There are two common ways to apply shellac. The first way is using a brush and the second is wiping (padding) on the shellac. To brush shellac, use a fine, natural or china bristle brush. You must apply generously with long, smooth strokes. It dries very quickly so you must be careful to avoid drips or blotchy areas when applying. If you noticed you have missed a spot or there are drips, let the coat completely dry before attempting a repair. It is ideal to buff each coat with super fine steel wool to look for imperfections in the finish.
To pad on the finish use a clean piece of non linking medium weight cotton muslin. It is ideal to lay down a smooth, even application in a single long, even stroke. You may need a bit of lubricant for a smooth movement. In that case use a very small amount of mineral oil.

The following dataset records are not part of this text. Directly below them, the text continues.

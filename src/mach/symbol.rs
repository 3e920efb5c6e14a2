use super::Stack;
use crate::error;
use crate::lang::Error;

type Result<T> = std::result::Result<T, Error>;

/// ## Symbol table
///
/// Declarations are appended and never removed; leaving a block only
/// deactivates its entries. Addresses already baked into emitted
/// instructions stay valid, and the final dump remains complete.

#[derive(Debug, Clone, Copy, PartialEq)]
pub enum SymKind {
    Const,
    Var,
    Procedure,
}

impl std::fmt::Display for SymKind {
    fn fmt(&self, f: &mut std::fmt::Formatter) -> std::fmt::Result {
        match self {
            SymKind::Const => write!(f, "const"),
            SymKind::Var => write!(f, "var"),
            SymKind::Procedure => write!(f, "procedure"),
        }
    }
}

#[derive(Debug, Clone)]
pub struct SymbolEntry {
    pub name: String,
    pub kind: SymKind,
    /// Constant value; zero for anything else.
    pub value: i64,
    /// Nesting depth at declaration.
    pub level: usize,
    /// Frame offset for a var, word address of the entry point for a
    /// procedure, zero for a const.
    pub address: usize,
    pub active: bool,
}

#[derive(Debug)]
pub struct SymbolTable {
    entries: Stack<SymbolEntry>,
}

impl SymbolTable {
    pub fn new() -> SymbolTable {
        SymbolTable {
            entries: Stack::new("SYMBOL TABLE FULL"),
        }
    }

    /// Declare a name at the given level. Redeclaring a name that is
    /// active at the same level is an error; shadowing an outer
    /// declaration is not.
    pub fn declare(
        &mut self,
        name: &str,
        kind: SymKind,
        value: i64,
        level: usize,
        address: usize,
    ) -> Result<()> {
        for entry in self.entries.iter() {
            if entry.active && entry.level == level && entry.name == name {
                return Err(error!(DuplicateIdent));
            }
        }
        self.entries.push(SymbolEntry {
            name: name.to_string(),
            kind,
            value,
            level,
            address,
            active: true,
        })
    }

    /// Newest-first lookup over active entries; an inner declaration
    /// hides an outer one without removing it.
    pub fn resolve(&self, name: &str) -> Result<&SymbolEntry> {
        for entry in self.entries.iter().rev() {
            if entry.active && entry.name == name {
                return Ok(entry);
            }
        }
        Err(error!(UndeclaredIdent))
    }

    /// Deactivate every entry declared at `level`.
    pub fn close_scope(&mut self, level: usize) {
        for index in 0..self.entries.len() {
            if let Some(entry) = self.entries.get_mut(index) {
                if entry.level == level {
                    entry.active = false;
                }
            }
        }
    }

    pub fn entries(&self) -> std::slice::Iter<'_, SymbolEntry> {
        self.entries.iter()
    }
}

When applying work in somewhat irregular patterns rather than just with the grain. This will insure thorough coverage. This method works best on flat surfaces.

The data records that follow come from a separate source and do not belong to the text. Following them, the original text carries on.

use super::{Address, Opcode, Stack, ORIGIN};
use crate::error;
use crate::lang::Error;

type Result<T> = std::result::Result<T, Error>;

/// ## Bytecode program
///
/// The ordered instruction sequence produced by the code generator and
/// consumed by the virtual machine. Instructions are never removed once
/// emitted; a forward jump is emitted with a placeholder operand and
/// rewritten in place through its [`Forward`] handle once the target
/// address is known.

#[derive(Debug)]
pub struct Program {
    ops: Stack<Opcode>,
}

/// One-shot handle to an emitted instruction awaiting its jump target.
pub struct Forward(usize);

impl Program {
    pub fn new() -> Program {
        Program {
            ops: Stack::new("PROGRAM TOO LARGE"),
        }
    }

    pub fn len(&self) -> usize {
        self.ops.len()
    }

    pub fn is_empty(&self) -> bool {
        self.ops.is_empty()
    }

    /// Word address of the next instruction to be emitted.
    pub fn here(&self) -> Address {
        ORIGIN + 3 * self.ops.len()
    }

    pub fn emit(&mut self, op: Opcode) -> Result<()> {
        self.ops.push(op)
    }

    /// Emit a jump whose target is not yet known. The placeholder operand
    /// is whatever `op` carries; it must be rewritten via [`Program::patch`]
    /// before the program is considered complete.
    pub fn forward(&mut self, op: Opcode) -> Result<Forward> {
        let index = self.ops.len();
        self.ops.push(op)?;
        Ok(Forward(index))
    }

    /// Resolve a forward reference, rewriting the operand in place.
    pub fn patch(&mut self, forward: Forward, target: Address) -> Result<()> {
        use Opcode::*;
        match self.ops.get_mut(forward.0) {
            Some(op) => {
                *op = match *op {
                    Jmp(_) => Jmp(target),
                    Jpc(_) => Jpc(target),
                    Cal(l, _) => Cal(l, target),
                    _ => return Err(error!(InternalError; "PATCH OF A NON-JUMP")),
                };
                Ok(())
            }
            None => Err(error!(InternalError; "PATCH OUT OF RANGE")),
        }
    }

    pub fn ops(&self) -> std::slice::Iter<'_, Opcode> {
        self.ops.iter()
    }

    /// The wire format: one whitespace-separated `op l m` triple per
    /// instruction, in execution order. This text is both the persisted
    /// artifact and the exact form loaded into the machine store.
    pub fn to_text(&self) -> String {
        let mut s = String::new();
        for (index, op) in self.ops.iter().enumerate() {
            let (op, l, m) = op.encode();
            if index > 0 {
                s.push('\n');
            }
            s.push_str(&format!("{} {} {}", op, l, m));
        }
        s
    }

    pub fn from_text(text: &str) -> Result<Program> {
        let mut program = Program::new();
        let mut words = text.split_whitespace();
        loop {
            let op = match words.next() {
                Some(word) => parse_word(word)?,
                None => return Ok(program),
            };
            let l = match words.next() {
                Some(word) => parse_word(word)?,
                None => return Err(error!(SyntaxError; "TRUNCATED TRIPLE")),
            };
            let m = match words.next() {
                Some(word) => parse_word(word)?,
                None => return Err(error!(SyntaxError; "TRUNCATED TRIPLE")),
            };
            program.emit(Opcode::decode(op, l, m)?)?;
        }
    }
}

fn parse_word(word: &str) -> Result<i64> {
    word.parse::<i64>()
        .map_err(|_| error!(SyntaxError; "BAD ARTIFACT"))
}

One option to consider is combining the two methods together, as padding and brushing work well together. Apply the shellac with a brush and immediately smooth it out with a cloth.
After the shellac dries, lightly sand it with a 400 or 800 grit sandpaper. Even super fine steel wool will suffice. Just make sure to wipe off any white residue then apply the second coat. Repeat until the desired number of coats have been applied.
Shellac produces a high gloss finish, but if less glossy results are desired. Try buffing out final coat with super fine steel wool and applying (non-solvent based) paste wax.